You are viewing a plain text version of this content. The canonical link for it is here.
Posted to dev@airflow.apache.org by Bolke de Bruin <bd...@gmail.com> on 2017/01/20 09:07:05 UTC

Experiences with 1.8.0 (updated)

— continued accidentally pressed send —

This is to report back on some of the (early) experiences we have with Airflow 1.8.0 (beta 1 at the moment):

1. The UI does not show faulty DAG, leading to confusion for developers. 
When a faulty dag is placed in the dags folder the UI would report a parsing error. Now it doesn’t due to the separate parising (but not reporting back errors)

2. The hive hook sets ‘airflow.ctx.dag_id’ in hive
We run in a secure environment which requires this variable to be whitelisted if it is modified (needs to be added to UPDATING.md)
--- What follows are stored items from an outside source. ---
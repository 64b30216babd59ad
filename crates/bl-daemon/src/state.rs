//! Shared runtime state for bl-daemon.
//!
//! Handlers receive `State<Arc<AppState>>` from Axum. The services inside
//! are cheap to clone; the session registry is the only mutable piece and
//! its lock is never held across an `.await`.

use std::collections::HashMap;
use std::sync::{Arc, Mutex, MutexGuard};
use std::time::Duration;

use bl_audit::MemoryEventSink;
use bl_award::AwardCoordinator;
use bl_config::{DaemonSettings, ProcureSettings};
use bl_logistics::ShipmentTracker;
use bl_market::{BidLedger, RfqRegistry};
use bl_schemas::{Clock, EventSink, PrincipalId, SystemClock};
use bl_store::{MemStore, RetryPolicy, ServiceDeps, Store};
use bl_twofactor::{Session, Totp, TwoFactorGate};
use chrono::{DateTime, Utc};
use serde::{Deserialize, Serialize};
use serde_json::Value;
use tokio::sync::broadcast;
use tracing::debug;

// ---------------------------------------------------------------------------
// BusMsg: SSE event bus payload
// ---------------------------------------------------------------------------

/// Messages broadcast over the internal event bus and surfaced on
/// `GET /v1/stream`.
#[derive(Clone, Debug, Serialize, Deserialize)]
#[serde(tag = "type", rename_all = "snake_case")]
pub enum BusMsg {
    Heartbeat { ts_millis: i64 },
    Event { name: String, params: Value },
}

/// Forwards every service event to the durable sink and onto the bus.
pub struct BusEventSink {
    bus: broadcast::Sender<BusMsg>,
    inner: Arc<dyn EventSink>,
}

impl BusEventSink {
    pub fn new(bus: broadcast::Sender<BusMsg>, inner: Arc<dyn EventSink>) -> Self {
        Self { bus, inner }
    }
}

impl EventSink for BusEventSink {
    fn log_event(&self, name: &str, params: Value) {
        self.inner.log_event(name, params.clone());
        // No subscribers is fine.
        let _ = self.bus.send(BusMsg::Event {
            name: name.to_string(),
            params,
        });
    }
}

// ---------------------------------------------------------------------------
// BuildInfo
// ---------------------------------------------------------------------------

#[derive(Clone, Debug, Serialize, Deserialize)]
pub struct BuildInfo {
    pub service: &'static str,
    pub version: &'static str,
}

// ---------------------------------------------------------------------------
// SessionRegistry
// ---------------------------------------------------------------------------

/// Second-factor state per session id.
///
/// Session ids come from the fronting authentication layer. The first
/// request under an id creates a fresh, unverified [`Session`] for the
/// principal presenting it; a later request presenting the same id for a
/// different principal is refused.
///
/// An id left idle for longer than the TTL starts over unverified, and idle
/// entries are pruned whenever a new id is admitted.
pub struct SessionRegistry {
    ttl: chrono::Duration,
    sessions: Mutex<HashMap<String, Tracked>>,
}

struct Tracked {
    session: Session,
    last_seen: DateTime<Utc>,
}

#[derive(Debug, Clone, PartialEq, Eq)]
pub struct SessionMismatch;

impl Default for SessionRegistry {
    fn default() -> Self {
        Self::new(DaemonSettings::default().session_ttl())
    }
}

impl SessionRegistry {
    pub fn new(idle_ttl: Duration) -> Self {
        Self {
            ttl: chrono::Duration::from_std(idle_ttl).unwrap_or(chrono::Duration::MAX),
            sessions: Mutex::new(HashMap::new()),
        }
    }

    fn lock(&self) -> MutexGuard<'_, HashMap<String, Tracked>> {
        match self.sessions.lock() {
            Ok(g) => g,
            Err(poisoned) => poisoned.into_inner(),
        }
    }

    fn is_idle(&self, tracked: &Tracked, now: DateTime<Utc>) -> bool {
        now.signed_duration_since(tracked.last_seen) > self.ttl
    }

    pub fn resolve(
        &self,
        session_id: &str,
        principal: &PrincipalId,
        clock: &dyn Clock,
    ) -> Result<Session, SessionMismatch> {
        let now = clock.now();
        let mut map = self.lock();

        let expired = map
            .get(session_id)
            .map(|t| self.is_idle(t, now))
            .unwrap_or(true);
        if expired {
            if map.remove(session_id).is_some() {
                debug!(session_id, "idle session restarted");
            }
            map.retain(|_, t| !self.is_idle(t, now));
        }

        let tracked = map
            .entry(session_id.to_string())
            .or_insert_with(|| Tracked {
                session: Session::start(principal.clone(), now),
                last_seen: now,
            });
        if tracked.session.principal() != principal {
            return Err(SessionMismatch);
        }
        tracked.last_seen = now;
        Ok(tracked.session.clone())
    }

    /// Persist a session after the gate changed it.
    pub fn save(&self, session_id: &str, session: Session, clock: &dyn Clock) {
        self.lock().insert(
            session_id.to_string(),
            Tracked {
                session,
                last_seen: clock.now(),
            },
        );
    }

    /// Forget a session id. The next request under it starts unverified.
    pub fn end(&self, session_id: &str) -> bool {
        self.lock().remove(session_id).is_some()
    }

    pub fn len(&self) -> usize {
        self.lock().len()
    }

    pub fn is_empty(&self) -> bool {
        self.len() == 0
    }
}

// ---------------------------------------------------------------------------
// AppState
// ---------------------------------------------------------------------------

pub struct AppState {
    pub build: BuildInfo,
    pub bus: broadcast::Sender<BusMsg>,
    pub clock: Arc<dyn Clock>,
    pub rfqs: RfqRegistry,
    pub bids: BidLedger,
    pub awards: AwardCoordinator,
    pub shipments: ShipmentTracker,
    pub gate: Arc<TwoFactorGate>,
    pub sessions: SessionRegistry,
    /// SSE keep-alive interval.
    pub heartbeat: Duration,
}

impl AppState {
    pub fn new(
        store: Arc<dyn Store>,
        clock: Arc<dyn Clock>,
        audit: Arc<dyn EventSink>,
        settings: &ProcureSettings,
    ) -> Self {
        let (bus, _rx) = broadcast::channel::<BusMsg>(1024);
        let events: Arc<dyn EventSink> = Arc::new(BusEventSink::new(bus.clone(), audit));
        let retry = RetryPolicy::new(settings.retry.max_attempts, settings.retry.backoff());
        let deps = ServiceDeps::new(store, clock.clone(), events, retry);

        let tf = &settings.two_factor;
        let gate = Arc::new(TwoFactorGate::new(
            deps.clone(),
            Totp::new(tf.step_secs, tf.digits, tf.skew_steps),
            tf.issuer.clone(),
        ));

        Self {
            build: BuildInfo {
                service: "bl-daemon",
                version: env!("CARGO_PKG_VERSION"),
            },
            bus,
            clock,
            rfqs: RfqRegistry::new(deps.clone()),
            bids: BidLedger::new(deps.clone()),
            awards: AwardCoordinator::new(deps.clone(), gate.clone()),
            // Address validation is an external service; none is wired by default.
            shipments: ShipmentTracker::new(deps, gate.clone(), None),
            gate,
            sessions: SessionRegistry::new(settings.daemon.session_ttl()),
            heartbeat: Duration::from_secs(settings.daemon.heartbeat_secs.max(1)),
        }
    }

    /// Memory store, system clock, events kept in memory only.
    pub fn in_memory() -> Self {
        let settings = ProcureSettings::default();
        Self::new(
            Arc::new(MemStore::with_change_buffer(settings.store.change_buffer)),
            Arc::new(SystemClock),
            Arc::new(MemoryEventSink::new()),
            &settings,
        )
    }
}

/// Spawn a background task that emits a heartbeat on the bus every `interval`.
pub fn spawn_heartbeat(bus: broadcast::Sender<BusMsg>, interval: Duration) {
    tokio::spawn(async move {
        let mut ticker = tokio::time::interval(interval);
        loop {
            ticker.tick().await;
            let ts = chrono::Utc::now().timestamp_millis();
            let _ = bus.send(BusMsg::Heartbeat { ts_millis: ts });
        }
    });
}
3. DagRuns do not exist for certain tasks, but don’t get fixed
Log gets flooded without a suggestion what to do

4. At start up all running dag_runs are being checked, we seemed to have a lot of “left over” dag_runs (couple of thousand)
- Checking was logged to INFO -> requires a fsync for every log message making it very slow
- Checking would happen at every restart, but dag_runs’ states were not being updated
- These dag_runs would never er be marked anything else than running for some reason
-> Applied work around to update all dag_run in sql before a certain date to -> finished
-> need to investigate why dag_runs did not get marked “finished/failed” 

5. Our umask is set to 027, but scheduler logging directories were created 777
- Cannot reproduce this locally, so we need to investigate.

6. Scanning the DAG dir only every 5 minutes by default seems very slow in more “dev/prod” mixed environments
-> Default should be set lower (30s) with best practice for prod environments set to maybe 300s


That’s it for now. Nothing really a show stopper I guess, but #4 is something we need to take care of. Rest can be fixed with small updates or good documentation.

Will release Beta 2 today, that will contain the major feature of cgroups+impersonation, but will not contain fixes yet for the above.

Bolke